I've tried setting it in main php-fpm.conf as well and the log still complains about it not being set and then setting it to a default value of 20.

I wonder if any Gentoo users have got php-fpm working with sockets or if there's something goofy with Gentoo's init script?

I guess I can switch from sockets to tcp data connection if I can't figure out how to get this working.

----------

## redwood

Well,

I've been modifying the config files for php5.4-fpm 

but apparently using php5.3 

so I need to tell Gentoo to change PHPSLOT for fpm's init script to 5.4:

http://www.gentoo.org/proj/en/php/php-upgrading.xml

```

# eselect php list fpm

  [1]   php5.3 *

  [2]   php5.4

# eselect php set fpm 2

# eselect php list fpm

  [1]   php5.3

  [2]   php5.4 *

```

Now, finally, it creates socket file:

```

# ls -l /var/run/php5-fpm/

total 0

srw-rw-rw- 1 nginx nginx 0 Mar  7 10:30 fd.sock

```

My working config files:

# grep -v '^;' php-fpm.conf |grep -v '^$'

```

[global]

error_log = /var/log/php-fpm.log

[www]

include=/etc/php/fpm-php5.4/pool.d/*.conf

 

listen.owner = nginx

listen.group = nginx

listen.mode = 0666

user = nobody

group = nobody

pm = dynamic

pm.max_children = 50

pm.min_spare_servers = 5

pm.max_spare_servers = 35

```

# grep -v '^;' pool.d/fd.conf |grep -v '^$'

```

listen = /var/run/php5-fpm/fd.sock

listen.backlog = -1

user  = nginx

group = nginx

pm = dynamic

pm.max_children = 75

pm.start_servers = 10

pm.min_spare_servers = 5

pm.max_spare_servers = 20

pm.max_requests = 500

env[HOSTNAME] = $HOSTNAME

env[PATH] = /usr/local/bin:/usr/bin:/bin

env[TMP] = /tmp

env[TMPDIR] = /tmp

env[TEMP] = /tmp

```

Also, FWIW, the include statement must come under the pool [www] section.

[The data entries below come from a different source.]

//! Durbin matrix method for the two-sided one-sample KS distribution.
//!
//! # Algorithm
//! Marsaglia, Tsang & Wang (2003): with k = ⌊nd⌋ + 1, m = 2k − 1 and
//! h = k − nd, P(Dₙ < d) = n!/nⁿ · (Hⁿ)ₖₖ for an m×m matrix H built from
//! powers of h. The matrix power is taken by repeated squaring; whenever
//! the centre element grows past 2^460 the matrix is scaled down and the
//! power-of-two exponent is tracked as an integer.
//!
//! Reference: Marsaglia, Tsang & Wang (2003), "Evaluating Kolmogorov's
//! Distribution", *Journal of Statistical Software* 8(18).

use crate::extended::{scalb, DD};

const SCALE_BITS: i64 = 460;

/// P(Dₙ < d).
pub(crate) fn cdf(d: f64, n: u32) -> f64 {
    let t = DD::from_product(f64::from(n), d);
    let k = t.floor().to_f64() as usize + 1;
    let m = 2 * k - 1;
    let h = (DD::from_f64(k as f64) - t).to_f64();

    let mut hm = vec![0.0; m * m];
    for i in 0..m {
        for j in 0..m {
            if i + 1 >= j {
                hm[i * m + j] = 1.0;
            }
        }
    }
    let mut hp = h;
    for i in 0..m {
        hm[i * m] -= hp;
        hp *= h;
    }
    // last row: subtract h^(m−i)
    let mut hp = h;
    for i in (0..m).rev() {
        hm[(m - 1) * m + i] -= hp;
        hp *= h;
    }
    if 2.0 * h - 1.0 > 0.0 {
        hm[(m - 1) * m] += (2.0 * h - 1.0).powi(m as i32);
    }
    for i in 0..m {
        for j in 0..m {
            if i + 1 > j {
                let mut g = 1.0;
                for f in 1..=(i + 1 - j) {
                    g *= f as f64;
                }
                hm[i * m + j] /= g;
            }
        }
    }

    let (q, mut e) = matrix_power(&hm, m, n);
    let mut s = q[(k - 1) * m + k - 1];
    let nf = f64::from(n);
    let low = scalb(1.0, -SCALE_BITS);
    for i in 1..=n {
        s = s * f64::from(i) / nf;
        if s < low {
            s = scalb(s, SCALE_BITS);
            e -= SCALE_BITS;
        }
    }
    scalb(s, e).clamp(0.0, 1.0)
}

fn mat_mul(a: &[f64], b: &[f64], m: usize) -> Vec<f64> {
    let mut c = vec![0.0; m * m];
    for i in 0..m {
        for l in 0..m {
            let a_il = a[i * m + l];
            if a_il == 0.0 {
                continue;
            }
            for j in 0..m {
                c[i * m + j] += a_il * b[l * m + j];
            }
        }
    }
    c
}

/// `a^n` with its power-of-two scale: the true power is `v · 2^e`.
fn matrix_power(a: &[f64], m: usize, n: u32) -> (Vec<f64>, i64) {
    let mut v = a.to_vec();
    let mut e = 0_i64;
    let top_bit = 31 - n.leading_zeros();
    let high = scalb(1.0, SCALE_BITS);
    let centre = (m / 2) * m + m / 2;
    for bit in (0..top_bit).rev() {
        v = mat_mul(&v, &v, m);
        e *= 2;
        if (n >> bit) & 1 == 1 {
            v = mat_mul(a, &v, m);
        }
        if v[centre] > high {
            for x in v.iter_mut() {
                *x = scalb(*x, -SCALE_BITS);
            }
            e += SCALE_BITS;
        }
    }
    (v, e)
}
//! Kolmogorov-Smirnov distributions and tests.
//!
//! # Modules
//!
//! - [`one_sample`]: survival function of the one-sample statistic with an
//!   explicit evaluator table
//! - [`limit`]: Kolmogorov's limiting distribution
//! - [`two_sample`]: two-sample statistic and test
//!
//! The evaluators behind the one-sample table (`one_sided`, `durbin`,
//! `pomeranz`, `pelz_good`) and the exact two-sample distribution are
//! private.

mod durbin;
pub mod limit;
pub mod one_sample;
mod one_sided;
mod pelz_good;
mod pomeranz;
pub mod two_sample;
mod two_sample_exact;

pub use limit::ks_sum;
pub use one_sample::{ks_one_sample_sf, TwoSidedStrategy};
pub use two_sample::{
    ks_two_sample_statistic, KolmogorovSmirnovTest, KsTwoSampleResult, TwoSampleStatistic,
};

If I put it anywhere before the pool section then I get the following error:

```

# /etc/init.d/php-fpm start

 * Starting PHP FastCGI Process Manager ...

[07-Mar-2013 10:36:30] ERROR: [/etc/php/fpm-php5.4/pool.d/social.conf:1] unknown entry 'listen'

[07-Mar-2013 10:36:30] ERROR: Unable to include /etc/php/fpm-php5.4/pool.d/social.conf from /etc/php/fpm-php5.4/php-fpm.conf at line 1

[07-Mar-2013 10:36:30] ERROR: failed to load configuration file '/etc/php/fpm-php5.4/php-fpm.conf'

[07-Mar-2013 10:36:30] ERROR: FPM initialization failed

 * start-stop-daemon: failed to start `/usr/lib/php5.4/bin/php-fpm'

^C * php-fpm: caught SIGINT, aborting

```

----------

## i-s-a-k

my point was not to move the include line

it was that [www] is the name of the pool, so if you have multiple pools

then you should include that inside the included files

for example

cat /etc/php/fpm-php5.4/pools/www.pool.conf

[www]

listen = /var/run/www_fpm.sock

pm = dynamic

pm.start_servers = 1

.... etc

cat /etc/php/fpm-php5.4/pools/www2.pool.conf

[www2]

listen = /var/run/www2_fpm.sock

pm = dynamic

pm.start_servers = 1

.... etc

anyway good that you got it working  :Smile: 

----------

## redwood

Thanks for the help!

I've got a regular LAMP server on another machine.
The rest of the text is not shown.